1. Presenting Author: TerryDevere
Presenting author’s affiliation: Department of Electrical & Computer Engineering. The
University of Auckland
School OASIS: facilitating the transition to university study
This paper describes how a home-grown, Web-based software tool, already used
successfully for skills practice and summative assessment in university-level engineering
and physics, is being modified and evaluated for high-school use. The software package,
OASIS, comprises a large question database and server-side program that delivers
individualized tasks, marks student responses, supplies prompt feedback, and logs student
activity. Because the Web server carries out all processing, students need only a
computer with Internet access and standard browser, making OASIS well suited to
student-centered and flexible learning.
Action research undertaken at the University showed OASIS enhances student
engagement and learning. Given this positive evidence, it was decided to produce a new
version of OASIS (School OASIS) for high-school students, the aims being to improve
physics skills of incoming engineering students and to promote the University’s
engineering courses. Additionally, as appropriate ethical requirements have been met, the
data collected by School OASIS can be used in judging student-intake quality and for
educational research.
Physics was targeted for three reasons. First, physics is a key prerequisite for engineering.

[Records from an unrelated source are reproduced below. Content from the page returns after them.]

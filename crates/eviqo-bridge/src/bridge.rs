//! The bridge / supervisor (§4.5): composition, lifecycle, command routing,
//! telemetry routing, status tracking, reconnection. `BridgeState` is
//! touched only from this module's own task, per §5's "Shared resources"
//! rule — mirroring the teacher's `DaemonState` fields being owned by the
//! task that owns the corresponding I/O endpoint.

use std::collections::HashMap;
use std::time::Duration;

use tokio::sync::mpsc;
use tracing::{info, warn};

use crate::config::Config;
use crate::discovery::{self, Publish};
use crate::error::{CommandError, SessionError};
use crate::model::Device;
use crate::mqtt::{InboundPublish, Mqtt};
use crate::registry::WidgetRegistry;
use crate::session::{SessionClient, SessionEvent, SessionState};

const RECONNECT_DELAY: Duration = Duration::from_secs(30);
const CHARGING_PIN: &str = "15";
const CHARGING_SEQUENCE_GAP: Duration = Duration::from_millis(250);

/// Forward command map (command topic -> (deviceId, pin)), reverse map
/// ((deviceId, pin) -> state topic), and the per-device status cache (§3).
#[derive(Default)]
pub struct BridgeState {
    devices: Vec<Device>,
    registries: HashMap<i64, WidgetRegistry>,
    device_status: HashMap<i64, String>,
    command_topics: HashMap<String, (i64, String)>,
    state_topics: HashMap<(i64, String), String>,
    charging_command_topics: HashMap<String, i64>,
    charging_state_topics: HashMap<i64, String>,
}

pub struct Bridge {
    config: Config,
    mqtt: Mqtt,
    mqtt_inbound: mpsc::UnboundedReceiver<InboundPublish>,
    session: SessionClient,
    session_events: mpsc::UnboundedReceiver<SessionEvent>,
    state: BridgeState,
    shutdown: tokio::sync::Notify,
}

impl Bridge {
    pub async fn connect(config: Config) -> Result<Self, SessionError> {
        let bridge_status_topic = config.bridge_status_topic();
        let (mqtt, mqtt_inbound) = Mqtt::connect(&config.mqtt_url, &bridge_status_topic)
            .map_err(|e| SessionError::Transport(e.to_string()))?;
        mqtt.publish(&bridge_status_topic, "online", true).await;

        let (events_tx, session_events) = mpsc::unbounded_channel();
        let session = SessionClient::new(events_tx);

        Ok(Self {
            config,
            mqtt,
            mqtt_inbound,
            session,
            session_events,
            state: BridgeState::default(),
            shutdown: tokio::sync::Notify::new(),
        })
    }

    /// Run the handshake, publish discovery/initial state for every device,
    /// subscribe command topics, and mark devices online (§4.5's "Start").
    async fn handshake_and_setup(&mut self) -> Result<(), SessionError> {
        let pages = self.session.connect(&self.config.email, &self.config.password).await?;

        self.state = BridgeState::default();

        for (device, page) in pages {
            let registry = WidgetRegistry::from_page(device.device_id, &page);
            self.publish_discovery_and_subscribe(&device, &registry).await;
            self.state.registries.insert(device.device_id, registry);
            self.state.devices.push(device);
        }

        Ok(())
    }

    async fn publish_discovery_and_subscribe(&mut self, device: &Device, registry: &WidgetRegistry) {
        let device_id = device.device_id;
        let publishes: Vec<Publish> = discovery::build_discovery(
            &self.config.discovery_prefix,
            &self.config.topic_prefix,
            device_id,
            &device.name,
            registry,
        );
        for publish in publishes {
            self.mqtt.publish_json(&publish.topic, &publish.payload, publish.retain).await;
        }

        let availability = discovery::availability_topic(&self.config.topic_prefix, device_id);
        self.mqtt.publish(&availability, "online", true).await;

        for entry in registry.values() {
            let id = discovery::entity_id(&entry.name);
            let state_topic = discovery::state_topic(&self.config.topic_prefix, device_id, &id);
            let initial_value = Self::display_value(&entry.name, &entry.value);
            self.mqtt.publish(&state_topic, initial_value, true).await;
            self.state.state_topics.insert((device_id, entry.pin.clone()), state_topic);

            if discovery::CONTROLLABLE_WIDGETS.contains(&entry.name.as_str()) {
                let command_topic = discovery::command_topic(&self.config.topic_prefix, device_id, &id);
                self.mqtt.subscribe(&command_topic).await;
                self.state.command_topics.insert(command_topic, (device_id, entry.pin.clone()));
            }
        }

        // Only expose the charging switch if pin "15" is actually present —
        // §9's Open Question resolution: refuse rather than write to an
        // unknown pin.
        if registry.by_pin(CHARGING_PIN).is_some() {
            let charging_command = discovery::command_topic(&self.config.topic_prefix, device_id, "charging");
            self.mqtt.subscribe(&charging_command).await;
            self.state.charging_command_topics.insert(charging_command, device_id);
            let charging_state = discovery::state_topic(&self.config.topic_prefix, device_id, "charging");
            self.state.charging_state_topics.insert(device_id, charging_state);
        } else {
            let err = CommandError::UnknownPin(CHARGING_PIN.to_string());
            warn!(device_id, error = %err, "charging switch disabled");
        }

        if let Some(status_entry) = registry.by_name("Status") {
            self.state.device_status.insert(device_id, status_entry.value.clone());
            self.publish_status_mirror(device_id, &status_entry.value).await;
        }
    }

    /// The `Status` stream is published as its human-readable translation
    /// (§4.4's value transform); every other stream is published raw.
    fn display_value(widget_name: &str, raw_value: &str) -> String {
        if widget_name == "Status" {
            discovery::status_to_human(raw_value).to_string()
        } else {
            raw_value.to_string()
        }
    }

    async fn publish_status_mirror(&self, device_id: i64, raw_status: &str) {
        if let Some(charging_topic) = self.state.charging_state_topics.get(&device_id) {
            let payload = if discovery::status_is_charging(raw_status) { "ON" } else { "OFF" };
            self.mqtt.publish(charging_topic, payload, false).await;
        }
    }

    /// The supervised loop (§4.5): pump session/MQTT events until shutdown,
    /// reconnecting the session with a fixed 30s backoff on any
    /// unrecoverable error. Also drives two timers off `Config`: a
    /// `EVIQO_POLL_INTERVAL` defensive re-fetch of each device's page (in
    /// case a push update was dropped) and, when
    /// `EVIQO_WS_RECONNECT_INTERVAL` is set, a periodic forced re-handshake
    /// so the session doesn't sit on one connection indefinitely.
    pub async fn run(mut self) {
        if let Err(err) = self.handshake_and_setup().await {
            warn!(error = %err, "initial handshake failed");
            self.schedule_reconnect().await;
        }

        let mut poll_ticker = tokio::time::interval(self.config.poll_interval);
        poll_ticker.tick().await;
        let mut reconnect_ticker = self.config.ws_reconnect_interval.map(tokio::time::interval);

        loop {
            tokio::select! {
                biased;
                _ = self.shutdown.notified() => {
                    self.shutdown_sequence().await;
                    return;
                }
                _ = tokio::signal::ctrl_c() => {
                    self.shutdown_sequence().await;
                    return;
                }
                event = self.session_events.recv() => {
                    match event {
                        Some(event) => self.handle_session_event(event).await,
                        None => return,
                    }
                }
                publish = self.mqtt_inbound.recv() => {
                    match publish {
                        Some(publish) => self.handle_mqtt_publish(publish).await,
                        None => return,
                    }
                }
                _ = poll_ticker.tick() => {
                    self.poll_devices().await;
                }
                _ = Self::tick_optional(&mut reconnect_ticker) => {
                    self.force_reconnect().await;
                }
            }
        }
    }

    async fn tick_optional(ticker: &mut Option<tokio::time::Interval>) {
        match ticker {
            Some(ticker) => {
                ticker.tick().await;
            }
            None => std::future::pending::<()>().await,
        }
    }

    /// Defensive re-fetch of every known device's page, applying each
    /// stream's current value through the normal widget-update path so any
    /// drift from a missed push update self-heals.
    async fn poll_devices(&mut self) {
        let device_ids: Vec<i64> = self.state.devices.iter().map(|d| d.device_id).collect();
        for device_id in device_ids {
            match self.session.fetch_device_page(device_id).await {
                Ok(page) => {
                    for stream in page.streams() {
                        self.handle_widget_update(&device_id.to_string(), &stream.pin, &stream.visualization.value).await;
                    }
                }
                Err(err) => warn!(device_id, error = %err, "periodic poll failed"),
            }
        }
    }

    async fn force_reconnect(&mut self) {
        info!("forced periodic reconnect, re-handshaking");
        self.mark_all_offline().await;
        self.session.close().await;
        if let Err(err) = self.handshake_and_setup().await {
            warn!(error = %err, "forced reconnect handshake failed, will retry");
            self.schedule_reconnect().await;
        }
    }

    async fn handle_session_event(&mut self, event: SessionEvent) {
        match event {
            SessionEvent::WidgetUpdate { device_id, pin, value } => {
                self.handle_widget_update(&device_id, &pin, &value).await;
            }
            SessionEvent::CommandSent { device_id, pin, value } => {
                self.handle_command_sent(&device_id, &pin, &value).await;
            }
            SessionEvent::StateChanged(SessionState::Error) => {
                warn!("session entered Error state, reconnecting");
                self.mark_all_offline().await;
                self.session.close().await;
                self.schedule_reconnect().await;
            }
            SessionEvent::StateChanged(_) => {}
        }
    }

    async fn handle_widget_update(&mut self, device_id_str: &str, pin: &str, value: &str) {
        let Ok(device_id) = device_id_str.parse::<i64>() else { return };
        let Some(registry) = self.state.registries.get_mut(&device_id) else { return };
        let Some(entry) = registry.apply_update(pin, value) else {
            warn!(device_id, pin, "widget update for unknown pin, dropping");
            return;
        };

        if let Some(state_topic) = self.state.state_topics.get(&(device_id, pin.to_string())) {
            let display_value = Self::display_value(&entry.name, value);
            self.mqtt.publish(state_topic, display_value, false).await;
        }

        if entry.name == "Status" {
            self.state.device_status.insert(device_id, value.to_string());
            self.publish_status_mirror(device_id, value).await;
        }
    }

    async fn handle_command_sent(&self, device_id_str: &str, pin: &str, value: &str) {
        let Ok(device_id) = device_id_str.parse::<i64>() else { return };
        if let Some(state_topic) = self.state.state_topics.get(&(device_id, pin.to_string())) {
            self.mqtt.publish(state_topic, value.to_string(), false).await;
        }
    }

    async fn handle_mqtt_publish(&mut self, publish: InboundPublish) {
        if let Some(device_id) = self.state.charging_command_topics.get(&publish.topic).copied() {
            self.route_charging_command(device_id, publish.payload.trim()).await;
            return;
        }

        if let Some((device_id, pin)) = self.state.command_topics.get(&publish.topic).cloned() {
            let value = publish.payload.trim().to_string();
            if let Err(err) = self.session.send_command(&device_id.to_string(), &pin, &value) {
                warn!(device_id, pin, error = %err, "failed to send command");
            }
        }
    }

    async fn route_charging_command(&mut self, device_id: i64, payload: &str) {
        let status = self.state.device_status.get(&device_id).cloned().unwrap_or_default();
        let sequence = charging_sequence(payload, &status);
        match sequence {
            ChargingSequence::Reject => {
                let err = CommandError::Rejected { device_id: device_id.to_string(), pin: CHARGING_PIN.to_string() };
                warn!(device_id, error = %err, "charging command rejected");
            }
            ChargingSequence::Ignore => warn!(device_id, payload, status, "charging command ignored for current status"),
            ChargingSequence::NoOp => {}
            ChargingSequence::Steps { steps, gap_before } => {
                for (index, value) in steps.iter().enumerate() {
                    if gap_before == Some(index) {
                        tokio::time::sleep(CHARGING_SEQUENCE_GAP).await;
                    }
                    if let Err(err) = self.session.send_command(&device_id.to_string(), CHARGING_PIN, value) {
                        warn!(device_id, error = %err, "charging sequence command failed");
                        break;
                    }
                }
            }
        }
    }

    async fn mark_all_offline(&self) {
        for device in &self.state.devices {
            let availability = discovery::availability_topic(&self.config.topic_prefix, device.device_id);
            self.mqtt.publish(&availability, "offline", true).await;
            if let Some(charging_topic) = self.state.charging_state_topics.get(&device.device_id) {
                self.mqtt.publish(charging_topic, "OFF", true).await;
            }
        }
    }

    async fn schedule_reconnect(&mut self) {
        tokio::select! {
            _ = tokio::time::sleep(RECONNECT_DELAY) => {}
            _ = self.shutdown.notified() => return,
        }
        if let Err(err) = self.handshake_and_setup().await {
            warn!(error = %err, "reconnect handshake failed, will retry");
        } else {
            info!("reconnected");
        }
    }

    async fn shutdown_sequence(&mut self) {
        info!("shutting down");
        self.mark_all_offline().await;
        self.mqtt.publish(&self.config.bridge_status_topic(), "offline", true).await;
        self.session.close().await;
    }
}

Second, physics is the high-school subject students find hardest to understand; often
discouraging further study. Third, given the shortage of appropriately-qualified teachers,
this is the subject area most needing support.
Terry is an experienced high-school teacher employed part-time to write physics
questions appropriate for senior high-school students. As well as working on the School
OASIS project, he also advises high-school science teachers and teaches high-school
physics. Thus Terry is ideally placed to develop, promote and receive feedback about
School OASIS. The feedback received from both teachers and students has been most
positive.
The goal of this session is for attendees to log on to Oasis and experience the range of
individualized tasks.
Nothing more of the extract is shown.